CTIA dropped a legal challenge in the Court of Appeals for the District of Columbia Circuit to the open access requirements for the 700 MHz C-block that the FCC approved prior to the auction, which got underway in January. In the same court, Council Tree continued its case, which had been combined with the one brought by the CTIA, against the 700 MHz rules. The CTIA asked Friday to be dismissed from the case. The group said it contacted Council Tree, the FCC and intervenors in the case, including Google, the Public Interest Spectrum Coalition, MetroPCS, Skype and the now defunct Frontline Wireless. None of the parties objected, it said.
A proposal by the New York Police Department that the FCC give local agencies and governments direct access to 700 MHz D-block spectrum rather than auctioning it for a public- private partnership has little support among other local governments, recent filings at the FCC indicated. But replies were due Wednesday, and that round could bring the New York proposal more support. Meanwhile, we've learned that Jon Peha, the FCC’s new chief technologist, is playing a key role in Chairman Kevin Martin’s efforts to develop rules for a new D-block auction. Those rules are expected to be set up for a vote at the commission’s Dec. 18 meeting.
FCC Chairman Kevin Martin seems to be setting up a vote at the Dec. 18 commission meeting on authorizing use of AWS-3 spectrum to offer a free, national broadband service. Democrat Barack Obama’s election virtually sealed the deal for M2Z and other advocates of using the spectrum for free broadband, commission and industry officials said. If Republican John McCain hade won the presidential election, the proposal’s future would have been murkier, they said.

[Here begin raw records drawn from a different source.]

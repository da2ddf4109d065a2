//! HTTP API: server, routing, and request/response mapping over the billing engine.

pub mod app;
pub mod context;
pub mod middleware;
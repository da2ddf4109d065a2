use std::sync::Arc;

use axum::{
    extract::{rejection::JsonRejection, Extension, Path},
    http::StatusCode,
    response::IntoResponse,
    Json,
};
use tracing::info;

use crate::app::{dto, errors};
use crate::app::services::AppServices;
use crate::context::TenantContext;

/// Seed the in-memory cohort directory (dev wiring; rosters are owned upstream).
pub async fn upsert_accounts(
    Extension(services): Extension<Arc<AppServices>>,
    Extension(tenant): Extension<TenantContext>,
    Path(cohort): Path<String>,
    body: Result<Json<dto::UpsertAccountsRequest>, JsonRejection>,
) -> axum::response::Response {
    let Json(body) = match body {
        Ok(b) => b,
        Err(e) => return errors::json_rejection(e),
    };
    let count = body.accounts.len();

    if let Err(e) = services
        .directory()
        .upsert_accounts(tenant.tenant_id(), &cohort, body.accounts)
    {
        return errors::billing_error_to_response(e.into());
    }
    info!(tenant_id = %tenant.tenant_id(), cohort = %cohort, count, "cohort accounts upserted");

    (
        StatusCode::OK,
        Json(serde_json::json!({ "cohort": cohort, "upserted": count })),
    )
        .into_response()
}
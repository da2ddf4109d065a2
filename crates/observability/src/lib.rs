//! Process-wide tracing setup shared by the binaries.

pub mod logging;

pub use logging::{LogFormat, init, init_with};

The FCC acted “arbitrarily and capriciously” in allowing an improperly filed American Public Communications Council complaint against NetworkIP to proceed, the Court of Appeals for the District of Columbia Circuit said. The decision’s overall effect is that NetworkIP no longer must pay a significant part of a sum the FCC said it owes three payphone providers for calls made using NetworkIP calling cards, said an official familiar with the case.
Four members of the FCC pledged to work together on broad intercarrier compensation and Universal Service Fund reform, for a vote at the Dec. 18 FCC meeting. The four cited growing consensus on several issues teed up for decision, in a statement they all signed. But FCC Chairman Kevin Martin questioned whether his colleagues will really be ready to reach a decision in December. The letter was released just before midnight Wednesday, as the FCC responded to a writ of mandamus by the U.S. Court of Appeals for the D.C. Circuit addressing the so-called ISP remand (CD Nov 6 p1).
The FCC, in an order that was to be released late Wednesday, addresses the Court of Appeals for the District of Columbia Circuit’s ISP remand by providing additional justification for the original 2001 ISP-bound traffic rule, without changing compensation rules overall, we were told. The decision is a loss for Core Communications, which challenged the FCC rules in federal court and has asked that its rates be increased to state reciprocal compensation rates, two to three times higher than the $.0007 rate. It’s considered a positive development for incumbent local exchange carriers who opted into the $.0007 payment rule and wireless carriers who have entered into contracts to terminate traffic at that rate under the mirroring rule.
The FCC likely will have busy months ahead, even with pending changes at the agency with the likely departure of Chairman Kevin Martin as early as January. Unless Martin stays on, the FCC will be left with only three commissioners at the end of January -- Democrats Michael Copps and Jonathan Adelstein and Republican Robert McDowell. Martin likely has only one more regular meeting over which to preside, scheduled for Dec. 18.